EXERCISE PROMPT: There is material below. Print exactly the lines starting at the line with "pub fn dir(&self)" and ending at the line with "interrupted, which returns", ends included, and no others.

RECORD EXTRACTS:
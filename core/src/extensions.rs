use csscolorparser::Color;
use serde::Deserialize;

use crate::value::Scalar;

/// The `$extensions` object of a token. Unknown namespaces are ignored.
#[derive(Debug, Default, Deserialize)]
pub struct Extensions {
    #[serde(rename = "studio.tokens", default)]
    pub studio_tokens: Option<StudioTokens>,
}
impl Extensions {
    /// `None` when the extensions do not have a shape we understand.
    pub fn from_json(value: &serde_json::Value) -> Option<Extensions> {
        serde_json::from_value(value.clone()).ok()
    }
    pub fn modifier(self) -> Option<StudioTokensModifier> {
        self.studio_tokens?.modify
    }
}

#[derive(Debug, Default, Deserialize)]
pub struct StudioTokens {
    #[serde(default)]
    pub modify: Option<StudioTokensModifier>,
}

#[derive(Debug, Clone, Copy, PartialEq, Eq, Deserialize)]
pub enum StudioTokensModify {
    #[serde(rename = "lighten")]
    Lighten,
    #[serde(rename = "darken")]
    Darken,
    #[serde(rename = "alpha")]
    Alpha,
    #[serde(other)]
    Other,
}

#[derive(Debug, Clone, Copy, PartialEq, Eq, Default, Deserialize)]
pub enum StudioTokensSpace {
    #[serde(rename = "hsl")]
    Hsl,
    #[serde(rename = "lch")]
    Lch,
    #[default]
    #[serde(other)]
    Other,
}

#[derive(Debug, Clone, PartialEq, Deserialize)]
pub struct StudioTokensModifier {
    #[serde(rename = "type")]
    pub type_: StudioTokensModify,
    pub value: Scalar,
    #[serde(default)]
    pub space: StudioTokensSpace,
}
impl StudioTokensModifier {
    /// Applies the modifier to a converted color.
    ///
    /// Literal colors are computed to a hex string. A color that is itself a
    /// `var(--…)` lookup cannot be computed here, so it becomes a
    /// `color-mix()` the browser evaluates.
    pub fn apply(&self, css: &str) -> Option<String> {
        let amount = self.value.as_f64()?;
        let css = css.trim();
        if css.starts_with("var(--") {
            return self.mix(css, amount);
        }
        let color = csscolorparser::parse(css).ok()?;
        let color = match (self.type_, self.space) {
            (StudioTokensModify::Alpha, _) => {
                Color::new(color.r, color.g, color.b, amount.clamp(0.0, 1.0))
            }
            (StudioTokensModify::Other, _) => return None,
            (_, StudioTokensSpace::Lch) => {
                let (l, c, h, a) = color.to_lch();
                Color::from_lch(self.shift(l, amount, 100.0), c, h, a)
            }
            _ => {
                let (h, s, l, a) = color.to_hsla();
                Color::from_hsla(h, s, self.shift(l, amount, 1.0), a)
            }
        };
        Some(color.to_hex_string())
    }

    fn shift(&self, lightness: f64, amount: f64, max: f64) -> f64 {
        let shifted = match self.type_ {
            StudioTokensModify::Lighten => lightness + lightness * amount,
            StudioTokensModify::Darken => lightness - lightness * amount,
            _ => lightness,
        };
        shifted.clamp(0.0, max)
    }

    fn mix(&self, css: &str, amount: f64) -> Option<String> {
        let percent = ((amount * 100.0).clamp(0.0, 100.0) * 100.0).round() / 100.0;
        let percent = crate::value::format_number(&serde_json::Number::from_f64(percent)?);
        match self.type_ {
            StudioTokensModify::Lighten => {
                Some(format!("color-mix(in srgb, {css}, white {percent}%)"))
            }
            StudioTokensModify::Darken => {
                Some(format!("color-mix(in srgb, {css}, black {percent}%)"))
            }
            StudioTokensModify::Alpha => {
                Some(format!("color-mix(in srgb, {css} {percent}%, transparent)"))
            }
            StudioTokensModify::Other => None,
        }
    }
}
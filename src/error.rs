use std::{path::PathBuf, process::ExitStatus};

use design_tokens_scss_core::TokenError;

#[derive(Debug, thiserror::Error)]
pub enum Error {
    #[error("I/O error on {}: {source}", path.display())]
    Io {
        path: PathBuf,
        source: std::io::Error,
    },
    #[error("{} is not valid JSON: {source}", path.display())]
    Json {
        path: PathBuf,
        source: serde_json::Error,
    },
    #[error("invalid config {}: {source}", path.display())]
    Config {
        path: PathBuf,
        source: toml::de::Error,
    },
    #[error("could not run git: {0}")]
    GitSpawn(#[source] std::io::Error),
    #[error("git clone of {url} failed ({status}): {stderr}")]
    Git {
        url: String,
        status: ExitStatus,
        stderr: String,
    },
    #[error(transparent)]
    Tokens(#[from] TokenError),
    #[error("{} undeclared variable(s) referenced: {}", .0.len(), .0.join(", "))]
    DanglingReferences(Vec<String>),
    #[error("no token source configured; pass --file or --repo")]
    NoSource,
}

pub type Result<T, E = Error> = std::result::Result<T, E>;

impl Error {
    pub(crate) fn io(path: impl Into<PathBuf>) -> impl FnOnce(std::io::Error) -> Error {
        let path = path.into();
        move |source| Error::Io { path, source }
    }
}
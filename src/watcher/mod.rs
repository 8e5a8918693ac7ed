pub mod event;
pub mod settle;

use std::path::{Path, PathBuf};
use std::sync::mpsc::{self, Receiver, Sender};

use notify::{RecommendedWatcher, RecursiveMode, Watcher as _};
use tracing::{debug, error, info, warn};

use crate::error::WatchError;
use crate::file_kind::has_extension;

use event::{WatchEvent, classify};

/// Lifecycle of a watch session.
#[derive(Debug, Clone, Copy, PartialEq, Eq)]
pub enum WatchState {
    Idle,
    Registered,
    Waiting,
    Dispatching,
    Stopped,
}

/// What travels from the notify backend (or an `Interrupter`) to the loop.
enum Signal {
    Notify(notify::Result<notify::Event>),
    Interrupt,
}

/// Ends a running watch session from another thread.
#[derive(Clone)]
pub struct Interrupter {
    tx: Sender<Signal>,
}

impl Interrupter {
    /// Wake the watcher and make it stop without re-arming.
    /// Has no effect once the session has ended.
    pub fn interrupt(&self) {
        let _ = self.tx.send(Signal::Interrupt);
    }
}

/// A blocking, single-threaded directory watcher.
///
/// Dispatch is synchronous: the callback runs on the watching thread, and the
/// next event is not looked at until it returns.
pub struct Watcher {
    dir: PathBuf,
    extension: String,
    state: WatchState,
    tx: Sender<Signal>,
    rx: Receiver<Signal>,
    /// Keep alive: dropping the backend watcher ends the subscription.
    _backend: RecommendedWatcher,
}

impl Watcher {
    /// Subscribe to create/modify notifications on `dir` (non-recursive),
    /// reporting files whose extension matches `extension`.
    pub fn new(dir: &Path, extension: &str) -> Result<Self, WatchError> {
        if !dir.is_dir() {
            return Err(WatchError::MissingDirectory(dir.to_path_buf()));
        }

        let (tx, rx) = mpsc::channel::<Signal>();
        let backend_tx = tx.clone();
        let subscribe_err = |source: notify::Error| WatchError::Subscribe {
            path: dir.to_path_buf(),
            source,
        };

        let mut backend = notify::recommended_watcher(move |res: notify::Result<notify::Event>| {
            let _ = backend_tx.send(Signal::Notify(res));
        })
        .map_err(subscribe_err)?;
        backend
            .watch(dir, RecursiveMode::NonRecursive)
            .map_err(subscribe_err)?;

        let mut watcher = Self {
            dir: dir.to_path_buf(),
            extension: extension.trim_start_matches('.').to_string(),
            state: WatchState::Idle,
            tx,
            rx,
            _backend: backend,
        };
        watcher.transition(WatchState::Registered);
        Ok(watcher)
    }

    pub fn dir(&self) -> &Path {
        &self.dir
    }

    #[allow(dead_code)]
    pub fn state(&self) -> WatchState {
        self.state
    }

    // No signal handler is installed; the CLI runs until killed.
    #[allow(dead_code)]
    pub fn interrupter(&self) -> Interrupter {
        Interrupter {
            tx: self.tx.clone(),
        }
    }

    /// Run until the subscription is invalidated (the directory disappears),
    /// which returns `Ok(())`, or until interrupted, which returns
    /// `Err(WatchError::Interrupted)`. There is no automatic restart.
    pub fn run<F>(mut self, mut on_file: F) -> Result<(), WatchError>
    where
        F: FnMut(&Path),
    {
        info!("watching {} for .{} files", self.dir.display(), self.extension);

        loop {
            self.transition(WatchState::Waiting);
            let batch = match self.wait_batch() {
                Ok(batch) => batch,
                Err(err) => {
                    error!("watch on {} interrupted", self.dir.display());
                    self.transition(WatchState::Stopped);
                    return Err(err);
                }
            };

            self.transition(WatchState::Dispatching);
            let handled = dispatch_batch(&self.dir, &batch, &self.extension, &mut on_file);
            debug!("batch of {} event(s), {} dispatched", batch.len(), handled);

            if !rearm(&self.dir) {
                warn!(
                    "watch on {} is no longer valid, stopping",
                    self.dir.display()
                );
                self.transition(WatchState::Stopped);
                return Ok(());
            }
        }
    }

    /// Block until at least one notification arrives, then drain whatever
    /// else is already queued into the same batch.
    fn wait_batch(&self) -> Result<Vec<WatchEvent>, WatchError> {
        let first = self.rx.recv().map_err(|_| WatchError::Interrupted)?;
        let mut batch = Vec::new();
        absorb(first, &mut batch)?;
        while let Ok(signal) = self.rx.try_recv() {
            absorb(signal, &mut batch)?;
        }
        Ok(batch)
    }

    fn transition(&mut self, next: WatchState) {
        debug!("watcher {:?} -> {:?}", self.state, next);
        self.state = next;
    }
}

fn absorb(signal: Signal, batch: &mut Vec<WatchEvent>) -> Result<(), WatchError> {
    match signal {
        Signal::Notify(raw) => {
            batch.extend(classify(raw));
            Ok(())
        }
        Signal::Interrupt => Err(WatchError::Interrupted),
    }
}

/// The subscription stays valid for as long as the watched directory exists.
fn rearm(dir: &Path) -> bool {
    dir.is_dir()
}

/// Run `on_file` for every event in `events`, in order, whose name resolves to
/// a file under `dir` with the given extension. Overflow events are logged
/// and skipped. Returns the number of callback invocations.
pub fn dispatch_batch<F>(
    dir: &Path,
    events: &[WatchEvent],
    extension: &str,
    on_file: &mut F,
) -> usize
where
    F: FnMut(&Path),
{
    let mut dispatched = 0;
    for event in events {
        let Some(name) = event.name() else {
            warn!("notification queue overflowed in {}; events were lost", dir.display());
            continue;
        };

        // Backends report absolute paths; `join` keeps those and resolves bare names.
        let path = dir.join(name);
        if !has_extension(&path, extension) {
            continue;
        }

        info!("detected {}", path.display());
        on_file(&path);
        dispatched += 1;
    }
    dispatched
}
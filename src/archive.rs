use std::fs::File;
use std::io::{BufReader, BufWriter, Write};
use std::path::{Path, PathBuf};
use std::time::SystemTime;

use anyhow::Context;
use chrono::{DateTime, Datelike, Local, Timelike};
use serde::Serialize;
use tracing::{info, warn};
use zip::write::SimpleFileOptions;
use zip::{CompressionMethod, ZipWriter};

use crate::file_kind::PNG_EXTENSION;
use crate::locator;

/// Prefix of every bundle file name.
pub const BUNDLE_PREFIX: &str = "png_images_";

/// Result of a successful archive run.
#[derive(Debug, Serialize)]
pub struct ArchiveReport {
    pub path: PathBuf,
    pub entries: usize,
    pub size_bytes: u64,
}

/// Bundle every PNG directly inside `upload_dir` into a timestamped ZIP in
/// `download_dir`.
///
/// Returns `Ok(None)` without creating anything when there is no PNG to bundle.
pub fn archive(upload_dir: &Path, download_dir: &Path) -> anyhow::Result<Option<ArchiveReport>> {
    let pngs = locator::find(upload_dir, PNG_EXTENSION)
        .with_context(|| format!("scanning {}", upload_dir.display()))?;

    if pngs.is_empty() {
        warn!("no PNG files found in {}", upload_dir.display());
        return Ok(None);
    }
    info!("found {} PNG file(s)", pngs.len());

    std::fs::create_dir_all(download_dir)
        .with_context(|| format!("creating {}", download_dir.display()))?;

    let bundle = download_dir.join(bundle_name(Local::now()));
    let paths: Vec<PathBuf> = pngs.into_iter().map(|f| f.path).collect();
    write_bundle(&bundle, &paths)?;

    let size_bytes = std::fs::metadata(&bundle)
        .with_context(|| format!("reading size of {}", bundle.display()))?
        .len();

    Ok(Some(ArchiveReport {
        path: bundle,
        entries: paths.len(),
        size_bytes,
    }))
}

/// `png_images_<YYYYMMdd_HHmmss>.zip`
pub fn bundle_name(now: DateTime<Local>) -> String {
    format!("{BUNDLE_PREFIX}{}.zip", now.format("%Y%m%d_%H%M%S"))
}

/// Write one deflated entry per file, named by its base name and stamped with
/// its last-modified time.
fn write_bundle(bundle: &Path, files: &[PathBuf]) -> anyhow::Result<()> {
    let out = File::create(bundle).with_context(|| format!("creating {}", bundle.display()))?;
    let mut writer = ZipWriter::new(BufWriter::new(out));

    for file in files {
        let name = file
            .file_name()
            .map(|n| n.to_string_lossy().into_owned())
            .with_context(|| format!("{} has no file name", file.display()))?;

        let modified = std::fs::metadata(file)
            .and_then(|m| m.modified())
            .with_context(|| format!("reading mtime of {}", file.display()))?;
        let options = SimpleFileOptions::default()
            .compression_method(CompressionMethod::Deflated)
            .last_modified_time(zip_time(modified));

        writer
            .start_file(name.as_str(), options)
            .with_context(|| format!("adding {name} to bundle"))?;
        let mut reader = BufReader::new(
            File::open(file).with_context(|| format!("opening {}", file.display()))?,
        );
        std::io::copy(&mut reader, &mut writer).with_context(|| format!("compressing {name}"))?;
        info!("  added {name}");
    }

    let mut out = writer.finish().context("finalising bundle")?;
    out.flush().context("flushing bundle")?;
    Ok(())
}

/// Convert a filesystem timestamp to the ZIP (MS-DOS, local time) format.
/// Times outside the representable 1980..=2107 range fall back to the ZIP epoch.
fn zip_time(time: SystemTime) -> zip::DateTime {
    let local: DateTime<Local> = time.into();
    let parts = (
        u16::try_from(local.year()),
        u8::try_from(local.month()),
        u8::try_from(local.day()),
        u8::try_from(local.hour()),
        u8::try_from(local.minute()),
        u8::try_from(local.second()),
    );
    match parts {
        (Ok(y), Ok(mo), Ok(d), Ok(h), Ok(mi), Ok(s)) => {
            zip::DateTime::from_date_and_time(y, mo, d, h, mi, s).unwrap_or_default()
        }
        _ => zip::DateTime::default(),
    }
}
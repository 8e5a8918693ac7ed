use std::path::PathBuf;

use clap::{Args, Parser, Subcommand};

/// Convert layered PSD files to PNG, in batches, one at a time, or as they
/// land in a watched folder. Also bundles converted PNGs into a ZIP.
///
/// Run without a subcommand for the interactive menu.
#[derive(Parser, Debug)]
#[command(
    name = "psd-converter",
    version,
    about,
    long_about = None,
    propagate_version = true,
)]
pub struct Cli {
    #[command(flatten)]
    pub global: GlobalArgs,

    #[command(subcommand)]
    pub command: Option<Commands>,
}

#[derive(Args, Debug, Default)]
pub struct GlobalArgs {
    /// Configuration file (default: ./psd-converter.toml).
    #[arg(long, global = true)]
    pub config: Option<PathBuf>,

    /// Directory receiving PSD copies and converted PNGs.
    #[arg(long, global = true)]
    pub upload_dir: Option<PathBuf>,

    /// Directory receiving ZIP bundles.
    #[arg(long, global = true)]
    pub download_dir: Option<PathBuf>,
}

#[derive(Subcommand, Debug)]
pub enum Commands {
    /// Convert every PSD file found in a directory.
    Batch {
        /// Directory to scan.
        dir: PathBuf,

        /// Also scan subdirectories.
        #[arg(short, long)]
        recursive: bool,

        /// Print the summary as JSON.
        #[arg(long)]
        json: bool,
    },

    /// Watch a directory and convert each PSD file as it arrives.
    ///
    /// Runs until the process is killed or the directory is removed.
    Watch {
        /// Directory to watch (not recursive).
        dir: PathBuf,
    },

    /// Convert a single PSD file.
    Convert {
        /// Path of the PSD file.
        file: PathBuf,

        /// Print the summary as JSON.
        #[arg(long)]
        json: bool,
    },

    /// Bundle the PNG files of the upload directory into a timestamped ZIP.
    Archive {
        /// Print the report as JSON.
        #[arg(long)]
        json: bool,
    },
}
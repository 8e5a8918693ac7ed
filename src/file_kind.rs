use std::path::{Path, PathBuf};

use serde::Serialize;

/// Extension of the layered source format, without the leading dot.
pub const PSD_EXTENSION: &str = "psd";
/// Extension of the flat raster target format, without the leading dot.
pub const PNG_EXTENSION: &str = "png";

/// Kind of an image file, derived from its lowercase extension.
///
/// A plain enum, cheap to copy and pattern-matched wherever a file is routed.
#[derive(Debug, Clone, Copy, PartialEq, Eq, Hash, Serialize)]
pub enum FileKind {
    Psd,
    Png,
    Other,
}

impl FileKind {
    /// Classify a path by its extension. Case-insensitive.
    pub fn from_path(path: &Path) -> FileKind {
        match path
            .extension()
            .and_then(|e| e.to_str())
            .map(str::to_ascii_lowercase)
            .as_deref()
        {
            Some(PSD_EXTENSION) => FileKind::Psd,
            Some(PNG_EXTENSION) => FileKind::Png,
            _ => FileKind::Other,
        }
    }

    pub fn display_name(&self) -> &'static str {
        match self {
            FileKind::Psd => "PSD",
            FileKind::Png => "PNG",
            FileKind::Other => "other",
        }
    }
}

/// A file discovered on disk. No identity beyond its path.
#[derive(Debug, Clone, PartialEq, Eq, Serialize)]
pub struct SourceFile {
    pub path: PathBuf,
    pub kind: FileKind,
}

impl SourceFile {
    pub fn new(path: PathBuf) -> Self {
        let kind = FileKind::from_path(&path);
        Self { path, kind }
    }

    /// Base name of the file, lossily converted for display and name derivation.
    pub fn file_name(&self) -> String {
        self.path
            .file_name()
            .map(|n| n.to_string_lossy().into_owned())
            .unwrap_or_default()
    }
}

/// Returns true if `path` ends with `.<extension>`, ignoring ASCII case.
///
/// `extension` may be given with or without its leading dot.
pub fn has_extension(path: &Path, extension: &str) -> bool {
    let wanted = extension.trim_start_matches('.');
    path.extension()
        .and_then(|e| e.to_str())
        .is_some_and(|ext| ext.eq_ignore_ascii_case(wanted))
}
mod archive;
mod cli;
mod config;
mod converter;
mod error;
mod file_kind;
mod locator;
mod modes;
mod output;
mod pipeline;
#[cfg(test)]
mod test_support;
mod watcher;

use anyhow::{Context, Result};
use clap::Parser;
use tracing::info;
use tracing_subscriber::EnvFilter;

use cli::{Cli, Commands, GlobalArgs};
use config::ConverterConfig;
use modes::MenuChoice;
use output::{format_size, print_summary};

fn main() -> Result<()> {
    init_tracing();
    let cli = Cli::parse();
    let config = resolve_config(&cli.global);

    for dir in [&config.upload_dir, &config.download_dir] {
        std::fs::create_dir_all(dir)
            .with_context(|| format!("cannot create working directory {}", dir.display()))?;
    }

    match cli.command {
        Some(Commands::Batch {
            dir,
            recursive,
            json,
        }) => {
            let summary = modes::batch(&config, &dir, recursive)?;
            print_summary(&summary, json);
        }
        Some(Commands::Watch { dir }) => {
            let summary = modes::monitor(&config, &dir)?;
            print_summary(&summary, false);
        }
        Some(Commands::Convert { file, json }) => {
            let summary = modes::single(&config, &file);
            print_summary(&summary, json);
        }
        Some(Commands::Archive { json }) => run_archive(&config, json)?,
        None => run_interactive(&config)?,
    }

    Ok(())
}

/// Logs go to stderr so stdout stays clean for `--json` consumers.
fn init_tracing() {
    let filter = EnvFilter::try_from_default_env().unwrap_or_else(|_| EnvFilter::new("info"));
    tracing_subscriber::fmt()
        .with_env_filter(filter)
        .with_writer(std::io::stderr)
        .with_target(false)
        .with_level(true)
        .compact()
        .init();
}

/// Defaults, then the config file, then the environment, then flags.
fn resolve_config(global: &GlobalArgs) -> ConverterConfig {
    let mut config = ConverterConfig::load(global.config.as_deref()).with_env_overrides();
    if let Some(dir) = &global.upload_dir {
        config.upload_dir = dir.clone();
    }
    if let Some(dir) = &global.download_dir {
        config.download_dir = dir.clone();
    }
    config
}

fn run_archive(config: &ConverterConfig, json: bool) -> Result<()> {
    info!("upload folder: {}", config.upload_dir.display());
    let report = archive::archive(&config.upload_dir, &config.download_dir)?;

    match (report, json) {
        (Some(report), true) => println!("{}", serde_json::to_string_pretty(&report)?),
        (Some(report), false) => {
            println!("Created {}", report.path.display());
            println!("  {} file(s), {}", report.entries, format_size(report.size_bytes));
        }
        (None, true) => println!("null"),
        (None, false) => println!("No PNG files found; no archive created."),
    }
    Ok(())
}

fn run_interactive(config: &ConverterConfig) -> Result<()> {
    info!("=== PSD to PNG converter ===");
    let stdin = std::io::stdin();
    let choice = modes::prompt_menu(&mut stdin.lock(), &mut std::io::stdout())?;

    match choice {
        Some(MenuChoice::Batch(dir)) => print_summary(&modes::batch(config, &dir, false)?, false),
        Some(MenuChoice::Watch(dir)) => print_summary(&modes::monitor(config, &dir)?, false),
        Some(MenuChoice::Convert(file)) => print_summary(&modes::single(config, &file), false),
        None => {}
    }

    info!("=== done ===");
    Ok(())
}
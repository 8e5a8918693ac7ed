use std::path::Path;
use std::thread;
use std::time::Duration;

use tracing::{debug, warn};

/// How long to wait for a freshly detected file to stop growing.
#[derive(Debug, Clone, Copy)]
pub struct SettlePolicy {
    /// Fixed pause before the first size reading.
    pub delay: Duration,
    /// Pause between size readings.
    pub poll: Duration,
    /// Readings to take before giving up on stability.
    pub max_polls: u32,
}

#[derive(Debug, Clone, Copy, PartialEq, Eq)]
pub enum Settled {
    /// Two consecutive readings agreed on this size.
    Stable(u64),
    /// The size was still changing after `max_polls` readings.
    StillChanging(u64),
    /// The file vanished while waiting.
    Gone,
}

/// Wait for an external writer to finish producing `path`.
///
/// Sleeps for the fixed delay, then reads the size every `poll` until two
/// consecutive readings match. This is a heuristic: it cannot tell a paused
/// writer from a finished one.
pub fn wait_until_stable(path: &Path, policy: &SettlePolicy) -> Settled {
    thread::sleep(policy.delay);

    let Some(mut last) = file_len(path) else {
        return Settled::Gone;
    };

    for _ in 0..policy.max_polls {
        thread::sleep(policy.poll);
        let Some(current) = file_len(path) else {
            return Settled::Gone;
        };
        if current == last {
            debug!("{} settled at {} bytes", path.display(), current);
            return Settled::Stable(current);
        }
        last = current;
    }

    warn!(
        "{} still changing after {} checks; continuing anyway",
        path.display(),
        policy.max_polls
    );
    Settled::StillChanging(last)
}

fn file_len(path: &Path) -> Option<u64> {
    std::fs::metadata(path).ok().map(|m| m.len())
}
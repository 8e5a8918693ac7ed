use std::io::{BufRead, Write};
use std::path::{Path, PathBuf};

use anyhow::Context;
use tracing::{error, info, warn};

use crate::config::ConverterConfig;
use crate::converter::{ConversionResult, check_source};
use crate::error::{ConvertError, WatchError};
use crate::file_kind::PSD_EXTENSION;
use crate::locator::Locator;
use crate::output::RunSummary;
use crate::pipeline::Pipeline;
use crate::watcher::Watcher;
use crate::watcher::settle::{SettlePolicy, Settled, wait_until_stable};

/// Mode 1: convert every PSD found in `dir`, sequentially.
pub fn batch(config: &ConverterConfig, dir: &Path, recursive: bool) -> anyhow::Result<RunSummary> {
    info!("searching {} for PSD files", dir.display());
    let sources = Locator::new(config)
        .recursive(recursive)
        .find(dir, PSD_EXTENSION)
        .with_context(|| format!("scanning {}", dir.display()))?;

    let pipeline = Pipeline::new(&config.upload_dir);
    let mut summary = RunSummary::new(config.upload_dir.clone());

    if sources.is_empty() {
        warn!("no PSD files found in {}", dir.display());
        return Ok(summary);
    }

    for source in &sources {
        info!("processing {} file {}", source.kind.display_name(), source.file_name());
        summary.record(&pipeline.process(&source.path));
    }

    Ok(summary)
}

/// Mode 3: convert one explicitly named file.
///
/// A missing file or a non-PSD is reported as a failed conversion; nothing is
/// copied in that case.
pub fn single(config: &ConverterConfig, file: &Path) -> RunSummary {
    let pipeline = Pipeline::new(&config.upload_dir);
    let mut summary = RunSummary::new(config.upload_dir.clone());

    let result = convert_named(&pipeline, file);
    if result.is_success() {
        info!("PNG file: {}", result.dest.display());
    }
    summary.record(&result);
    summary
}

fn convert_named(pipeline: &Pipeline, file: &Path) -> ConversionResult {
    match check_source(file) {
        Ok(()) => {
            info!("converting {}", file.display());
            pipeline.process(file)
        }
        Err(err) => rejected(pipeline, file, err),
    }
}

fn rejected(pipeline: &Pipeline, file: &Path, err: ConvertError) -> ConversionResult {
    error!("{err}");
    ConversionResult {
        source: file.to_path_buf(),
        dest: pipeline.png_path_for(file),
        outcome: Err(err),
    }
}

/// Mode 2: watch `dir` and convert each PSD as it is created or modified.
///
/// Each detection waits for the file to settle, then copies and converts it
/// inline on the watching thread. Returns when the directory disappears;
/// subscription failures and interrupts are errors.
pub fn monitor(config: &ConverterConfig, dir: &Path) -> anyhow::Result<RunSummary> {
    let watcher = Watcher::new(dir, PSD_EXTENSION)?;
    info!(
        "monitoring {}; new PSD files are converted automatically",
        watcher.dir().display()
    );

    let pipeline = Pipeline::new(&config.upload_dir);
    let policy = SettlePolicy {
        delay: config.settle_delay(),
        poll: config.settle_poll(),
        max_polls: config.settle_max_polls,
    };
    let mut summary = RunSummary::new(config.upload_dir.clone());

    let outcome = watcher.run(|path| {
        let result = match wait_until_stable(path, &policy) {
            Settled::Gone => rejected(&pipeline, path, ConvertError::NotFound(path.to_path_buf())),
            Settled::Stable(_) | Settled::StillChanging(_) => pipeline.process(path),
        };
        summary.record(&result);
    });

    match outcome {
        Ok(()) => Ok(summary),
        Err(err @ WatchError::Interrupted) => Err(err).context("monitor stopped"),
        Err(err) => Err(err.into()),
    }
}

/// A mode picked from the interactive menu, with the path the user entered.
#[derive(Debug, PartialEq, Eq)]
pub enum MenuChoice {
    Batch(PathBuf),
    Watch(PathBuf),
    Convert(PathBuf),
}

/// Show the three-mode menu on `out` and read the choice and path from `input`.
///
/// Returns `None` (after printing why) on an invalid choice or an empty path.
pub fn prompt_menu<R: BufRead, W: Write>(
    input: &mut R,
    out: &mut W,
) -> std::io::Result<Option<MenuChoice>> {
    writeln!(out)?;
    writeln!(out, "Select a mode:")?;
    writeln!(out, "1. Convert all PSD files in a folder")?;
    writeln!(out, "2. Watch a folder and convert new PSD files")?;
    writeln!(out, "3. Convert a single file")?;
    write!(out, "Choice (1-3): ")?;
    out.flush()?;

    let choice = read_trimmed(input)?;
    let prompt = match choice.as_str() {
        "1" => "Folder containing PSD files: ",
        "2" => "Folder to watch: ",
        "3" => "Full path of the PSD file: ",
        _ => {
            writeln!(out, "Invalid choice; enter 1, 2 or 3.")?;
            return Ok(None);
        }
    };

    write!(out, "\n{prompt}")?;
    out.flush()?;
    let path = read_trimmed(input)?;
    if path.is_empty() {
        writeln!(out, "No path entered.")?;
        return Ok(None);
    }

    let path = PathBuf::from(path);
    Ok(Some(match choice.as_str() {
        "1" => MenuChoice::Batch(path),
        "2" => MenuChoice::Watch(path),
        _ => MenuChoice::Convert(path),
    }))
}

fn read_trimmed<R: BufRead>(input: &mut R) -> std::io::Result<String> {
    let mut line = String::new();
    input.read_line(&mut line)?;
    Ok(line.trim().to_string())
}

EXERCISE RESULT:
    pub fn dir(&self) -> &Path {
        &self.dir
    }

    #[allow(dead_code)]
    pub fn state(&self) -> WatchState {
        self.state
    }

    // No signal handler is installed; the CLI runs until killed.
    #[allow(dead_code)]
    pub fn interrupter(&self) -> Interrupter {
        Interrupter {
            tx: self.tx.clone(),
        }
    }

    /// Run until the subscription is invalidated (the directory disappears),
    /// which returns `Ok(())`, or until interrupted, which returns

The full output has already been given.